Política

Prefeito de Coari decreta situação de emergência

Adail Filho disse que encontrou a cidade suja, sem manutenção e com inúmeras irregularidades nas pastas municipais – foto: divulgação

O prefeito de Coari, Adail Filho (PP), decretou situação de emergência no município na última segunda-feira. Publicado no Diário Oficial do Município, na segunda-feira (9), o documento mostra as impressões da equipe de transição, em que afirma que ao assumir a administração municipal, foram constatadas irregularidades nos serviços de saúde, educação, serviço de coleta de resíduos sólidos, sistema viário e iluminação pública. Embora enumere os problemas, a publicação não informa quanto será aplicado nas necessidades do local. O decreto tem validade de 90 dias e pode ser prorrogado por igual período.

Mesmo com a possibilidade de estender o prazo, o prefeito garante que a administração está empenhada para que não seja necessária a prorrogação e afirma que a intenção é solucionar os problemas antes dos 90 dias. Entre as medidas imediatas que serão contempladas está prevista a distribuição de medicamentos nos postos de saúde. Mas, segundo ele, os trâmites licitatórios para atender as outras demandas vão ocorrer de forma célere. “Vamos seguir as orientações de órgão reguladores como Tribunal de Contas do Estado e da União, assim como Ministério Público Estadual e Federal”, disse.

Ao falar sobre a origem dos recursos para solucionar a situação de emergência, Adail afirma que toda a verba que utilizará será municipal. “Esse decreto de emergência não visa a obter recursos estadual ou federal, serve para não deixar os serviços básicos e essenciais parados. Trata-se apenas de um ato administrativo para sanar de imediato o que é de suma importância para a população”, acrescentou. Para ele, o caos em que vive a cidade é fruto de um desastre administrativo. “Qualquer administrador com o mínimo de respeito não deixaria Coari nestas condições”.

Questionado sobre o valor da verba, Adail informou que o procedimento para fazer o levantamento destes recursos necessários está em curso. “Essa informação estará no Portal da Transparência, que está desativado”, completou.

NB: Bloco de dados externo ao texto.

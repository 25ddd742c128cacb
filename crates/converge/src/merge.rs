//! Field merge policies.
//!
//! A merge policy decides which fields of a live object are owned by the
//! engine (overwritten from the desired object) and which belong to users or
//! the server (kept as they are). Policies are picked per kind.

use std::{collections::HashMap, fmt, sync::Arc};

use serde_json::{Map, Value};
use thiserror::Error;

use crate::kind::ResourceKind;

/// Top-level fields a policy never copies from the desired object.
const RESERVED_FIELDS: &[&str] = &["apiVersion", "kind", "metadata", "status"];

#[derive(Debug, Error)]
pub enum MergeError {
	#[error("{0} is not a JSON object")]
	NotAnObject(&'static str),
}

/// Brings a live object in line with a desired one.
pub trait MergePolicy: Send + Sync + fmt::Debug {
	/// Mutate `live` so that every engine-managed field matches `desired`.
	fn merge(&self, live: &mut Value, desired: &Value) -> Result<(), MergeError>;
}

/// Default policy: desired wins everywhere except user-managed fields.
///
/// - `metadata.labels` and `metadata.annotations` are merged, desired keys
///   overwrite and foreign keys are kept
/// - `metadata.ownerReferences` is taken from desired when present
/// - any other top-level field of desired (`spec`, `data`, `rules`, ...) is
///   merged into the live value: objects recursively, desired keys win and
///   keys only the live object has (server defaults) are kept; arrays and
///   scalars are replaced
/// - fields listed as user-managed keep their live value
#[derive(Debug, Clone, Default)]
pub struct FieldMerge {
	user_managed: Vec<String>,
}

impl FieldMerge {
	pub fn new() -> Self {
		Self::default()
	}

	/// Keep the live value at JSON pointer `pointer` (e.g. `/spec/clusterIP`).
	#[must_use]
	pub fn user_managed(mut self, pointer: impl Into<String>) -> Self {
		self.user_managed.push(pointer.into());
		self
	}
}

impl MergePolicy for FieldMerge {
	fn merge(&self, live: &mut Value, desired: &Value) -> Result<(), MergeError> {
		let kept: Vec<(&str, Value)> = self
			.user_managed
			.iter()
			.filter_map(|p| live.pointer(p).map(|v| (p.as_str(), v.clone())))
			.collect();

		let desired = desired
			.as_object()
			.ok_or(MergeError::NotAnObject("desired object"))?;
		let live_map = live
			.as_object_mut()
			.ok_or(MergeError::NotAnObject("live object"))?;

		if let Some(desired_meta) = desired.get("metadata").and_then(Value::as_object) {
			let live_meta = live_map
				.entry("metadata")
				.or_insert_with(|| Value::Object(Map::new()))
				.as_object_mut()
				.ok_or(MergeError::NotAnObject("metadata"))?;

			merge_string_map(live_meta, desired_meta, "labels")?;
			merge_string_map(live_meta, desired_meta, "annotations")?;
			if let Some(refs) = desired_meta.get("ownerReferences") {
				live_meta.insert("ownerReferences".to_string(), refs.clone());
			}
		}

		for (key, value) in desired {
			if RESERVED_FIELDS.contains(&key.as_str()) {
				continue;
			}
			match live_map.get_mut(key) {
				Some(live_value) => merge_value(live_value, value),
				None => {
					live_map.insert(key.clone(), value.clone());
				}
			}
		}

		for (pointer, value) in kept {
			set_pointer(live, pointer, value);
		}

		Ok(())
	}
}

/// Overlay `desired` onto `live`. Objects merge key by key, anything else is
/// replaced.
fn merge_value(live: &mut Value, desired: &Value) {
	match (live, desired) {
		(Value::Object(live), Value::Object(desired)) => {
			for (key, value) in desired {
				match live.get_mut(key) {
					Some(live_value) => merge_value(live_value, value),
					None => {
						live.insert(key.clone(), value.clone());
					}
				}
			}
		}
		(live, desired) => *live = desired.clone(),
	}
}

fn merge_string_map(
	live_meta: &mut Map<String, Value>,
	desired_meta: &Map<String, Value>,
	field: &'static str,
) -> Result<(), MergeError> {
	let Some(desired) = desired_meta.get(field) else {
		return Ok(());
	};
	let desired = desired.as_object().ok_or(MergeError::NotAnObject(field))?;

	let live = live_meta
		.entry(field)
		.or_insert_with(|| Value::Object(Map::new()));
	if live.is_null() {
		*live = Value::Object(Map::new());
	}
	let live = live.as_object_mut().ok_or(MergeError::NotAnObject(field))?;
	for (k, v) in desired {
		live.insert(k.clone(), v.clone());
	}
	Ok(())
}

/// Write `value` at JSON pointer `pointer`, creating intermediate objects.
///
/// Returns false when the path crosses a non-container value.
fn set_pointer(root: &mut Value, pointer: &str, value: Value) -> bool {
	let tokens: Vec<String> = pointer
		.split('/')
		.skip(1)
		.map(|t| t.replace("~1", "/").replace("~0", "~"))
		.collect();
	let Some((last, parents)) = tokens.split_last() else {
		*root = value;
		return true;
	};

	let mut current = root;
	for token in parents {
		current = match current {
			Value::Object(map) => map
				.entry(token.clone())
				.or_insert_with(|| Value::Object(Map::new())),
			Value::Array(items) => match token.parse::<usize>().ok().and_then(|i| items.get_mut(i)) {
				Some(item) => item,
				None => return false,
			},
			_ => return false,
		};
	}

	match current {
		Value::Object(map) => {
			map.insert(last.clone(), value);
			true
		}
		Value::Array(items) => match last.parse::<usize>().ok().and_then(|i| items.get_mut(i)) {
			Some(item) => {
				*item = value;
				true
			}
			None => false,
		},
		_ => false,
	}
}

/// Merge policy table keyed by (group, kind) with a fallback.
#[derive(Debug, Clone)]
pub struct MergePolicies {
	fallback: Arc<dyn MergePolicy>,
	by_kind: HashMap<(String, String), Arc<dyn MergePolicy>>,
}

impl Default for MergePolicies {
	/// Field merge everywhere; server-assigned fields of services and routes
	/// are kept.
	fn default() -> Self {
		Self::with_fallback(FieldMerge::new())
			.with_policy(
				&ResourceKind::service(),
				FieldMerge::new()
					.user_managed("/spec/clusterIP")
					.user_managed("/spec/clusterIPs"),
			)
			.with_policy(
				&ResourceKind::route(),
				FieldMerge::new().user_managed("/spec/host"),
			)
	}
}

impl MergePolicies {
	pub fn with_fallback(fallback: impl MergePolicy + 'static) -> Self {
		Self {
			fallback: Arc::new(fallback),
			by_kind: HashMap::new(),
		}
	}

	#[must_use]
	pub fn with_policy(mut self, kind: &ResourceKind, policy: impl MergePolicy + 'static) -> Self {
		self.by_kind
			.insert((kind.group.clone(), kind.kind.clone()), Arc::new(policy));
		self
	}

	pub fn for_kind(&self, kind: &ResourceKind) -> &dyn MergePolicy {
		self.by_kind
			.get(&(kind.group.clone(), kind.kind.clone()))
			.unwrap_or(&self.fallback)
			.as_ref()
	}
}
//! Loading desired manifests from disk.

use std::{
	fs,
	path::{Path, PathBuf},
};

use anyhow::{Context, Result};
use serde::Deserialize;
use serde_json::Value;

/// YAML files directly inside `dir`, sorted by path.
fn manifest_files(dir: &Path) -> Result<Vec<PathBuf>> {
	let mut files: Vec<PathBuf> = fs::read_dir(dir)
		.with_context(|| format!("reading manifest directory {}", dir.display()))?
		.filter_map(|entry| entry.ok().map(|e| e.path()))
		.filter(|path| {
			path.is_file()
				&& path
					.extension()
					.is_some_and(|ext| ext == "yaml" || ext == "yml")
		})
		.collect();
	files.sort();
	Ok(files)
}

/// Parse every document of a multi-document YAML stream.
///
/// Empty documents are skipped and `kind: List` documents are flattened into
/// their items.
pub fn parse_documents(content: &str) -> Result<Vec<Value>> {
	let mut manifests = Vec::new();
	for (index, document) in serde_yaml::Deserializer::from_str(content).enumerate() {
		let value = Value::deserialize(document).with_context(|| format!("parsing document {index}"))?;
		match value {
			Value::Null => {}
			Value::Object(ref object) if object.get("kind").and_then(Value::as_str) == Some("List") => {
				let items = object.get("items").and_then(Value::as_array).cloned().unwrap_or_default();
				manifests.extend(items);
			}
			Value::Object(_) => manifests.push(value),
			_ => anyhow::bail!("document {index} is not a mapping"),
		}
	}
	Ok(manifests)
}

/// Load all manifests from the YAML files in `dir`.
pub fn load_dir(dir: &Path) -> Result<Vec<Value>> {
	let mut manifests = Vec::new();
	for file in manifest_files(dir)? {
		let content =
			fs::read_to_string(&file).with_context(|| format!("reading {}", file.display()))?;
		let documents = parse_documents(&content).with_context(|| format!("parsing {}", file.display()))?;
		tracing::debug!(file = %file.display(), count = documents.len(), "loaded manifests");
		manifests.extend(documents);
	}
	Ok(manifests)
}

Na decisão é informado que em um relatório final foi constatado que o hospital regional Doutor Odair Carlos Geraldo está em total abandono. Já as Unidades Básicas de Saúde (UBSs) apresentam problemas na infraestrutura física, de pessoal, falta de medicamentos e equipamentos essenciais para o atendimento à população. Na área da educação, o decreto informa que há grande quantidade de escolas municipais com sérios danos na própria infraestrutura. O decreto afirma que as unidades de educação apresentam problemas como danos ao sistema elétrico e hidráulico, telhados com infiltrações, goteiras e carteiras quebradas.

Referindo-se aos problemas como “anormalidades”, o documento afirma que as irregularidades continuam na ausência de recolhimentos de resíduos em mercados, feiras, mercados e no porto de Coari. Além disso, o aterro da cidade está com resíduos a céu aberto, o que tem atraído urubus ao local e o que pode colocar em risco o funcionamento do aeroporto da cidade.

O tráfego de veículos também é exposto no documento como irregular. Isso porque, segundo o decreto, as ruas estão com pavimentação incompleta ou com buracos. Trechos sem iluminação pública também foram citados como causadores de violência urbana e acidentes automotores. “Quando assumimos a prefeitura, havia fornecedores com mais de oito meses sem pagamento, servidores com vencimentos do mês de dezembro em atraso, escolas rurais sem condições de funcionamento, médicos paralisados e controle de endemias abandonado”, disse.